In the next step you describe your roles in such a way so as to enable them to be easily created in the system. Since a single role can contain dozens of authorization objects, it is recommended to make an assumption that only the information that is necessary to create a role should be placed in the sheet. You ignore the authorization objects that you are not filling in (they have default values), as well as those that have full authorizations (*). All objects that have no value, and those that you are modifying (changing the default value) should be in the sheet.

Thus prepared, the sheet will enable individual roles to be created in the system by a person who is not involved in the project of creating authorizations.

A sheet of roles

Assignment of authorizations to users

It is most recommended to group the prepared individual roles into complex roles. This approach definitely makes it easier to assign authorizations to users.

We recommend that one complex role correspond to a job position. In this way, the assignment of authorizations to a user requires only one role to be assigned (individual roles will be assigned indirectly through the complex role).

A section of a sheet of complex roles

Segregation of duties

When creating authorizations, you should remember to perform the segregation of duties. Having prepared the appropriate matrices of conflicts, you can – as early as at the activity analysis stage – check whether the activities assigned to the job position interfere with one another.

Once you have created roles in the SAP system, you can automate the process of checking for SoD conflicts using additional tools, such as SAP GRC or third-party tools, or make use of the solutions that are available in the system, such as an analysis of critical combinations (report RSUSR008_009_NEW).

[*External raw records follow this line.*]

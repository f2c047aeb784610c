//! Compaction log writer.

use crate::error::{CoreError, CoreResult};
use crate::identifier::FileIdentifier;
use crate::log::record::LogRecord;
use std::fmt;
use std::path::{Path, PathBuf};
use tsmerge_storage::{FileSystem, StorageBackend};

/// Appends SOURCE and TARGET records to one compaction log.
///
/// Each record is written with a single backend append, so a crash can tear
/// at most the last record.
pub struct CompactionLogWriter {
    path: PathBuf,
    backend: Box<dyn StorageBackend>,
    sync_on_write: bool,
}

impl CompactionLogWriter {
    /// Creates the log file at `path`.
    ///
    /// # Errors
    ///
    /// Returns `FilesystemMutation` if the file cannot be created.
    pub fn create(fs: &dyn FileSystem, path: &Path, sync_on_write: bool) -> CoreResult<Self> {
        let backend = fs
            .open_backend(path)
            .map_err(|e| CoreError::mutation("create", path, e))?;
        Ok(Self::with_backend(path.to_path_buf(), backend, sync_on_write))
    }

    /// Wraps an already opened backend.
    #[must_use]
    pub fn with_backend(
        path: PathBuf,
        backend: Box<dyn StorageBackend>,
        sync_on_write: bool,
    ) -> Self {
        Self {
            path,
            backend,
            sync_on_write,
        }
    }

    /// Returns the log path.
    #[must_use]
    pub fn path(&self) -> &Path {
        &self.path
    }

    /// Logs every source, in order.
    ///
    /// # Errors
    ///
    /// Returns `FilesystemMutation` if an append fails.
    pub fn log_sources(&mut self, sources: &[FileIdentifier]) -> CoreResult<()> {
        for source in sources {
            self.append(&LogRecord::source(source.clone()))?;
        }
        Ok(())
    }

    /// Logs the target.
    ///
    /// # Errors
    ///
    /// Returns `FilesystemMutation` if the append fails.
    pub fn log_target(&mut self, target: &FileIdentifier) -> CoreResult<()> {
        self.append(&LogRecord::target(target.clone()))
    }

    /// Appends one record. Returns nothing; the offset is not useful to callers.
    ///
    /// # Errors
    ///
    /// Returns `FilesystemMutation` if the append or sync fails.
    pub fn append(&mut self, record: &LogRecord) -> CoreResult<()> {
        let data = record.encode()?;
        self.backend
            .append(&data)
            .map_err(|e| CoreError::mutation("append", &self.path, e))?;
        if self.sync_on_write {
            self.backend
                .sync()
                .map_err(|e| CoreError::mutation("sync", &self.path, e))?;
        }
        Ok(())
    }

    /// Flushes and syncs the log, then releases the file handle.
    ///
    /// # Errors
    ///
    /// Returns `FilesystemMutation` if the final sync fails.
    pub fn close(mut self) -> CoreResult<()> {
        self.backend
            .sync()
            .map_err(|e| CoreError::mutation("sync", &self.path, e))
    }
}

impl fmt::Debug for CompactionLogWriter {
    fn fmt(&self, f: &mut fmt::Formatter<'_>) -> fmt::Result {
        f.debug_struct("CompactionLogWriter")
            .field("path", &self.path)
            .field("sync_on_write", &self.sync_on_write)
            .finish_non_exhaustive()
    }
}

#[cfg(test)]
mod tests {
    use super::*;
    use crate::log::analyzer::parse_current;
    use crate::types::{RegistryKey, SequenceClass};
    use tsmerge_storage::InMemoryBackend;

    #[test]
    fn writes_sources_then_target() {
        let key = RegistryKey::new("root.sg", "0", 0, SequenceClass::Sequence);
        let s1 = FileIdentifier::new(&key, "1-1-0-0.tsfile");
        let s2 = FileIdentifier::new(&key, "2-2-0-0.tsfile");
        let t = FileIdentifier::new(&key, "1-1-1-0.tsfile.target");

        let memory = InMemoryBackend::new();
        let mut writer = CompactionLogWriter::with_backend(
            PathBuf::from("x.inner-compaction.log"),
            Box::new(memory.clone()),
            true,
        );
        writer.log_sources(&[s1.clone(), s2.clone()]).unwrap();
        writer.log_target(&t).unwrap();
        writer.close().unwrap();

        let parsed = parse_current(&memory.data());
        assert_eq!(parsed.sources, vec![s1, s2]);
        assert_eq!(parsed.targets, vec![t]);
        assert!(!parsed.truncated);
    }
}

Unfortunately, the preparation of appropriate definitions of critical authorizations, and then grouping them into combinations corresponding to the conflicts requires a lot of effort.

What should be kept in mind

When carrying out the project of reorganization or creation of authorizations, a few basic principles should be kept in mind.

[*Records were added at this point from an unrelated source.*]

//! Candidate aggregation, deduplication and selection

use std::cmp::Ordering;
use std::collections::{BTreeMap, HashSet};

use tracing::debug;

use super::policy::{OutputOrder, SearchPolicy, Selection};
use crate::models::PlaceCandidate;

/// Drop repeated places, keeping the first occurrence of every dedup key
#[must_use]
pub fn dedupe_candidates(candidates: Vec<PlaceCandidate>) -> Vec<PlaceCandidate> {
    let mut seen = HashSet::new();
    candidates
        .into_iter()
        .filter(|candidate| seen.insert(candidate.dedup_key().to_string()))
        .collect()
}

/// Keep places with at least `min_rating_count` user ratings
#[must_use]
pub fn filter_by_rating_count(
    candidates: Vec<PlaceCandidate>,
    min_rating_count: u32,
) -> Vec<PlaceCandidate> {
    candidates
        .into_iter()
        .filter(|candidate| candidate.rating_count >= min_rating_count)
        .collect()
}

fn by_rating_desc(a: &PlaceCandidate, b: &PlaceCandidate) -> Ordering {
    b.rating_or_zero()
        .partial_cmp(&a.rating_or_zero())
        .unwrap_or(Ordering::Equal)
}

fn by_distance(a: &PlaceCandidate, b: &PlaceCandidate) -> Ordering {
    a.distance_from_start_km
        .partial_cmp(&b.distance_from_start_km)
        .unwrap_or(Ordering::Equal)
}

/// Best `per_interval` places of every sample interval.
///
/// Works on raw (not yet deduplicated) lookups so each interval is ranked on
/// everything its lookup returned. The result is deduplicated afterwards, so a
/// place already picked for an earlier interval is not repeated.
#[must_use]
pub fn top_per_interval(candidates: Vec<PlaceCandidate>, per_interval: usize) -> Vec<PlaceCandidate> {
    let mut intervals: BTreeMap<usize, Vec<PlaceCandidate>> = BTreeMap::new();
    for candidate in candidates {
        intervals.entry(candidate.sample).or_default().push(candidate);
    }

    let picked = intervals
        .into_values()
        .flat_map(|group| {
            let mut group = dedupe_candidates(group);
            group.sort_by(by_rating_desc);
            group.truncate(per_interval);
            group
        })
        .collect();

    dedupe_candidates(picked)
}

/// Spread picks along the route.
///
/// Walks candidates by distance from start. A candidate is considered once it
/// is at least `min_spacing_km` past the last pick and not within the final
/// `avoid_last_km` of the route; the best rated eligible place within
/// `cluster_window_km` of it is kept. Absent ratings rank as 0 and ties keep
/// the candidate under consideration.
#[must_use]
pub fn spacing_filter(
    candidates: Vec<PlaceCandidate>,
    total_distance_km: f64,
    min_spacing_km: f64,
    avoid_last_km: f64,
    cluster_window_km: f64,
) -> Vec<PlaceCandidate> {
    let mut sorted = candidates;
    sorted.sort_by(by_distance);

    let cutoff_km = total_distance_km - avoid_last_km;
    let mut kept: Vec<PlaceCandidate> = Vec::new();

    for candidate in &sorted {
        if candidate.distance_from_start_km > cutoff_km {
            continue;
        }

        let last_kept_km = kept.last().map(|last| last.distance_from_start_km);
        let eligible = |place: &PlaceCandidate| {
            place.distance_from_start_km <= cutoff_km
                && last_kept_km
                    .is_none_or(|last| place.distance_from_start_km - last >= min_spacing_km)
                && !kept.iter().any(|k| k.dedup_key() == place.dedup_key())
        };

        if !eligible(candidate) {
            continue;
        }

        let mut cluster: Vec<&PlaceCandidate> = vec![candidate];
        cluster.extend(sorted.iter().filter(|other| {
            other.dedup_key() != candidate.dedup_key()
                && (other.distance_from_start_km - candidate.distance_from_start_km).abs()
                    <= cluster_window_km
                && eligible(*other)
        }));
        cluster.sort_by(|a, b| by_rating_desc(a, b));

        let best = cluster[0].clone();
        debug!(
            "Keeping {} at {:.1}km out of {} nearby candidates",
            best.name,
            best.distance_from_start_km,
            cluster.len()
        );
        kept.push(best);
    }

    kept
}

/// Apply the whole selection policy to the raw, aggregated lookups
#[must_use]
pub fn select(
    raw: Vec<PlaceCandidate>,
    policy: &SearchPolicy,
    total_distance_km: f64,
) -> Vec<PlaceCandidate> {
    let raw_count = raw.len();
    let candidates = match policy.min_rating_count {
        Some(min) => filter_by_rating_count(raw, min),
        None => raw,
    };

    let mut selected = match policy.selection {
        Selection::All => dedupe_candidates(candidates),
        Selection::TopPerInterval { per_interval } => top_per_interval(candidates, per_interval),
        Selection::Spacing {
            min_spacing_km,
            avoid_last_km,
            cluster_window_km,
        } => spacing_filter(
            dedupe_candidates(candidates),
            total_distance_km,
            min_spacing_km,
            avoid_last_km,
            cluster_window_km,
        ),
    };

    match policy.order {
        OutputOrder::DistanceFromStart => selected.sort_by(by_distance),
        OutputOrder::RatingDescending => selected.sort_by(by_rating_desc),
    }

    debug!("Selected {} of {} raw candidates", selected.len(), raw_count);
    selected
}

#[cfg(test)]
mod tests {
    use super::*;
    use crate::search::policy::{LookupParams, SamplingMode};
    use rstest::rstest;

    fn place(id: &str, km: f64, rating: Option<f64>) -> PlaceCandidate {
        PlaceCandidate {
            rating,
            rating_count: 1500,
            ..PlaceCandidate::new(Some(id.to_string()), format!("Place {id}"))
        }
        .at_sample(0, km)
    }

    fn spacing(candidates: Vec<PlaceCandidate>, total_km: f64) -> Vec<PlaceCandidate> {
        spacing_filter(candidates, total_km, 5.0, 10.0, 2.0)
    }

    fn ids(candidates: &[PlaceCandidate]) -> Vec<&str> {
        candidates.iter().map(|c| c.dedup_key()).collect()
    }

    #[test]
    fn test_dedupe_collapses_identical_ids() {
        let first = place("p1", 3.0, Some(4.0));
        let second = place("p1", 9.0, Some(4.9));
        let deduped = dedupe_candidates(vec![first.clone(), second]);
        assert_eq!(deduped, vec![first]);
    }

    #[test]
    fn test_dedupe_uses_name_without_id() {
        let a = PlaceCandidate::new(None, "Diner");
        let b = PlaceCandidate::new(None, "Diner");
        let c = PlaceCandidate::new(Some("Diner2".to_string()), "Diner");
        assert_eq!(dedupe_candidates(vec![a, b, c]).len(), 2);
    }

    #[test]
    fn test_dedupe_preserves_encounter_order() {
        let list = vec![
            place("c", 1.0, None),
            place("a", 2.0, None),
            place("c", 3.0, None),
            place("b", 4.0, None),
            place("a", 5.0, None),
        ];
        assert_eq!(ids(&dedupe_candidates(list)), vec!["c", "a", "b"]);
    }

    #[rstest]
    #[case(999, 0)]
    #[case(1000, 1)]
    #[case(25_000, 1)]
    fn test_rating_count_threshold(#[case] count: u32, #[case] expected: usize) {
        let candidate = PlaceCandidate {
            rating_count: count,
            ..PlaceCandidate::new(None, "Diner")
        };
        let kept = filter_by_rating_count(vec![candidate], 1000);
        assert_eq!(kept.len(), expected);
        assert!(kept.iter().all(|c| c.rating_count >= 1000));
    }

    #[test]
    fn test_top_per_interval_keeps_best_three() {
        let ratings = [3.1, 4.8, 4.2, 2.0, 4.5];
        let mut raw: Vec<PlaceCandidate> = ratings
            .iter()
            .enumerate()
            .map(|(i, r)| place(&format!("a{i}"), 10.0, Some(*r)).at_sample(0, 5.0))
            .collect();
        raw.push(place("b0", 15.0, Some(3.0)).at_sample(1, 15.0));
        raw.push(place("b1", 15.0, None).at_sample(1, 15.0));

        let picked = top_per_interval(raw, 3);
        assert_eq!(ids(&picked), vec!["a1", "a4", "a2", "b0", "b1"]);
    }

    #[test]
    fn test_top_per_interval_dedupes_across_intervals() {
        let raw = vec![
            place("p1", 5.0, Some(4.9)).at_sample(0, 5.0),
            place("p1", 15.0, Some(4.9)).at_sample(1, 15.0),
            place("p2", 15.0, Some(4.0)).at_sample(1, 15.0),
        ];
        let picked = top_per_interval(raw, 3);
        assert_eq!(ids(&picked), vec!["p1", "p2"]);
        assert_eq!(picked[0].sample, 0);
    }

    #[test]
    fn test_spacing_enforces_minimum_gap() {
        let raw = vec![
            place("a", 0.0, Some(4.0)),
            place("b", 3.0, Some(4.0)),
            place("c", 6.0, Some(4.0)),
            place("d", 9.0, Some(4.0)),
            place("e", 12.0, Some(4.0)),
        ];
        let kept = spacing(raw, 40.0);
        assert_eq!(ids(&kept), vec!["a", "c", "e"]);
    }

    #[test]
    fn test_spacing_avoids_end_of_route() {
        let raw = vec![place("a", 0.0, Some(4.0)), place("b", 21.0, Some(5.0))];
        let kept = spacing(raw, 30.0);
        assert_eq!(ids(&kept), vec!["a"]);
    }

    #[test]
    fn test_spacing_prefers_best_rated_in_cluster() {
        let raw = vec![
            place("a", 0.0, Some(3.5)),
            place("b", 1.5, Some(4.7)),
            place("c", 2.0, Some(4.1)),
        ];
        let kept = spacing(raw, 50.0);
        assert_eq!(ids(&kept), vec!["b"]);
    }

    #[test]
    fn test_spacing_ties_keep_considered_candidate() {
        let raw = vec![place("a", 0.0, Some(4.0)), place("b", 1.0, Some(4.0))];
        let kept = spacing(raw, 50.0);
        assert_eq!(ids(&kept), vec!["a"]);
    }

    #[test]
    fn test_spacing_absent_rating_counts_as_zero() {
        let raw = vec![place("a", 0.0, None), place("b", 1.0, Some(0.5))];
        let kept = spacing(raw, 50.0);
        assert_eq!(ids(&kept), vec!["b"]);
    }

    #[test]
    fn test_spacing_cluster_pick_respects_constraints() {
        // "b" is the best rated neighbour of "c" but too close to "a", so
        // "d" wins that cluster. "z" is inside the avoided tail of the route.
        let raw = vec![
            place("a", 0.0, Some(3.0)),
            place("b", 4.0, Some(5.0)),
            place("c", 5.5, Some(3.0)),
            place("d", 7.0, Some(4.0)),
            place("y", 19.0, Some(3.0)),
            place("z", 20.5, Some(5.0)),
        ];
        let kept = spacing(raw, 30.0);
        assert_eq!(ids(&kept), vec!["a", "d", "y"]);
    }

    #[test]
    fn test_spacing_properties_hold_on_dense_input() {
        let raw: Vec<PlaceCandidate> = (0..200)
            .map(|i| {
                let km = (i as f64 * 0.37) % 70.0;
                let rating = Some(((i * 7) % 50) as f64 / 10.0);
                place(&format!("p{i}"), km, rating)
            })
            .collect();
        let total_km = 72.0;
        let kept = spacing(raw, total_km);

        assert!(!kept.is_empty());
        for pair in kept.windows(2) {
            assert!(pair[1].distance_from_start_km - pair[0].distance_from_start_km >= 5.0);
        }
        assert!(kept.iter().all(|c| c.distance_from_start_km <= total_km - 10.0));
        assert_eq!(dedupe_candidates(kept.clone()).len(), kept.len());
    }

    #[test]
    fn test_spacing_short_route_keeps_nothing() {
        let raw = vec![place("a", 0.0, Some(4.0)), place("b", 3.0, Some(4.0))];
        assert!(spacing(raw, 8.0).is_empty());
    }

    #[test]
    fn test_select_applies_threshold_then_spacing() {
        let mut low = place("low", 0.0, Some(5.0));
        low.rating_count = 12;
        let raw = vec![low, place("ok", 1.0, Some(3.0)), place("ok", 1.0, Some(3.0))];
        let selected = select(raw, &SearchPolicy::along_route(), 40.0);
        assert_eq!(ids(&selected), vec!["ok"]);
    }

    #[test]
    fn test_select_rating_descending_order() {
        let policy = SearchPolicy {
            sampling: SamplingMode::FixedInterval { interval_m: 3000 },
            lookup: LookupParams::default(),
            min_rating_count: None,
            selection: Selection::All,
            order: OutputOrder::RatingDescending,
        };
        let raw = vec![
            place("a", 0.0, Some(3.0)),
            place("b", 3.0, None),
            place("c", 6.0, Some(4.5)),
            place("d", 9.0, Some(3.0)),
        ];
        let selected = select(raw, &policy, 20.0);
        assert_eq!(ids(&selected), vec!["c", "a", "d", "b"]);
    }

    #[test]
    fn test_select_top_per_interval_orders_by_distance() {
        let raw = vec![
            place("far", 15.0, Some(4.9)).at_sample(1, 15.0),
            place("near", 5.0, Some(4.0)).at_sample(0, 5.0),
        ];
        let selected = select(raw, &SearchPolicy::top_per_interval(), 20.0);
        assert_eq!(ids(&selected), vec!["near", "far"]);
    }
}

To be able to properly design roles, you are required to have knowledge of a given SAP area/module, therefore it is recommended to engage in the project the persons who know the specific features of a given area (e.g. key users or module consultants).

If the roles were not well-designed, the sum of authorizations of several roles may provide the user with a broader access than planned originally.

The newly created roles should be tested. As a test scenario, you can use the activity sheet.

In case of problems, it is recommended to use for the analysis a set of reports available in the SUIM transaction. They can be used to look for specific information (roles, users, assignments, etc.) as well as to track the changes made in the authorizations with the help of change documents.

The created roles should have consistent, legible names so that you can easily identify them and determine what they refer to.

If you are dealing with systems where multiple clients were identified, then you might consider configuring the central user administration (CUA) to improve the assignment of authorizations to users (you can configure it centrally at a single point, instead of doing it on each client separately).